To illustrate this misunderstanding: German and English have diverged dramatically in the way they try to become “gender neutral”. Where English tries to abolish all traces of gender from daily language, such as avoiding the -ess ending and preferring neutral terms instead — flight attendant instead of stewardess, chair instead of chairman, etc. — German has gone the polar opposite way.

German feminists get really offended if you forget the -in feminine ending for a woman’s job position, for example, or forget to use it in the plural. So instead of forming the plural for der Lehrer as die Lehrer to encompass all teachers, whether male or female, they insist on using the plural feminine form of -innenLehrer und Lehrerinnen — or sometimes resorting to the rather clumsy short form of LehrerInnen with a capital I.

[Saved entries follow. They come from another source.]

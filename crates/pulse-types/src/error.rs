use thiserror::Error;

#[derive(Debug, Error)]
pub enum EntityError {
    #[error("crypto error: {0}")]
    Crypto(#[from] pulse_crypto::CryptoError),

    #[error("invalid hex: {0}")]
    Hex(#[from] hex::FromHexError),

    #[error("serialization error: {0}")]
    Serialization(#[from] serde_json::Error),
}
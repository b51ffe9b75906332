//! Decimal-string serde for unbounded integers.
//!
//! Balances, amounts, and fees are [`BigUint`]s in memory but cross the JSON
//! boundary as decimal strings, so arbitrary precision survives parsers that
//! truncate large numbers to floats.

use num_bigint::BigUint;
use serde::{de, Deserialize, Deserializer, Serializer};

pub fn serialize<S>(value: &BigUint, serializer: S) -> Result<S::Ok, S::Error>
where
    S: Serializer,
{
    serializer.serialize_str(&value.to_str_radix(10))
}

pub fn deserialize<'de, D>(deserializer: D) -> Result<BigUint, D::Error>
where
    D: Deserializer<'de>,
{
    let text = String::deserialize(deserializer)?;
    text.parse::<BigUint>()
        .map_err(|e| de::Error::custom(format!("invalid decimal integer {text:?}: {e}")))
}

#[cfg(test)]
mod tests {
    use super::*;
    use serde::Serialize;

    #[derive(Serialize, Deserialize, PartialEq, Debug)]
    struct Wrapper {
        #[serde(with = "super")]
        value: BigUint,
    }

    #[test]
    fn serializes_as_decimal_string() {
        let wrapper = Wrapper {
            value: BigUint::from(1_000_000_000u64),
        };
        assert_eq!(
            serde_json::to_string(&wrapper).unwrap(),
            r#"{"value":"1000000000"}"#
        );
    }

    #[test]
    fn survives_values_beyond_u64() {
        let big = "340282366920938463463374607431768211456"; // 2^128
        let wrapper: Wrapper = serde_json::from_str(&format!(r#"{{"value":"{big}"}}"#)).unwrap();
        assert_eq!(wrapper.value.to_str_radix(10), big);
    }

    #[test]
    fn rejects_non_numeric_strings() {
        assert!(serde_json::from_str::<Wrapper>(r#"{"value":"12abc"}"#).is_err());
    }
}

This results is some really tortured and clumsy grammar. Where politicians, for example, would address others as a group as liebe Bürger (“dear citizens”), now they resort to liebe Bürgerinnen und Bürger (“dear female and male citizens”).

In our church, this had an even more strange effect — one that I tried to point out at our synod in a debate on the subject, but which unfortunately got nowhere. You see, our church — the Old Catholic Church in Germany — is quite vocal about supporting women’s ordination. Which is fine, I support it, too. But part of the point of women’s ordination, I think, is the notion that a person’s gender should not matter in performing their function as clergy. Otherwise, if there is a difference between the genders, that unwittingly opens up a hole for arguments as to why women should not be ordained.

Either gender matters for the priesthood, or it doesn’t. I happen to think it does not. But if it does…then what? And if it does not, then why insist on it being mentioned?

So ironically, by insisting on saying die Priesterinnen und Priester (“female and male priests”) instead of just die Priester to mean “priests”, the feminists among us are in effect forcing us to note the gender where gender isn’t supposed to be relevant.

This on top of the fact that science is showing us how gender is far more complex than a mere binary of male and female. It just is not the case that a person is solely male or solely female. The two blend into each other, like a continuum. Some people are well on the male side of that continuum, some are well to the female side, but in the middle there is a grey area. What about intersexed or transsexual people in Germany? How are feminists going to label them? Would an intersexed priest — not outside the realm of possibility! — be a Priesterin or a Priester? Would a transsexual teacher be a Lehrer or Lehrerin?

If we simply dump the whole idea of grammatical gender having anything to do with biological or sociological gender, then the whole problem disappears — while maintaining the grammatical flourishes and subtlety that grammatical gender provide.

For those Germans reading this (and I would be happy to translate this into German to make it easier for them to read!), think about it. If you really want German to be an inclusive language, and I hope you do, then let’s stop using “masculine/feminine/neuter” to describe grammatical gender. Or at least stop mixing grammatical gender with gender politics. Because it just makes no sense to do it.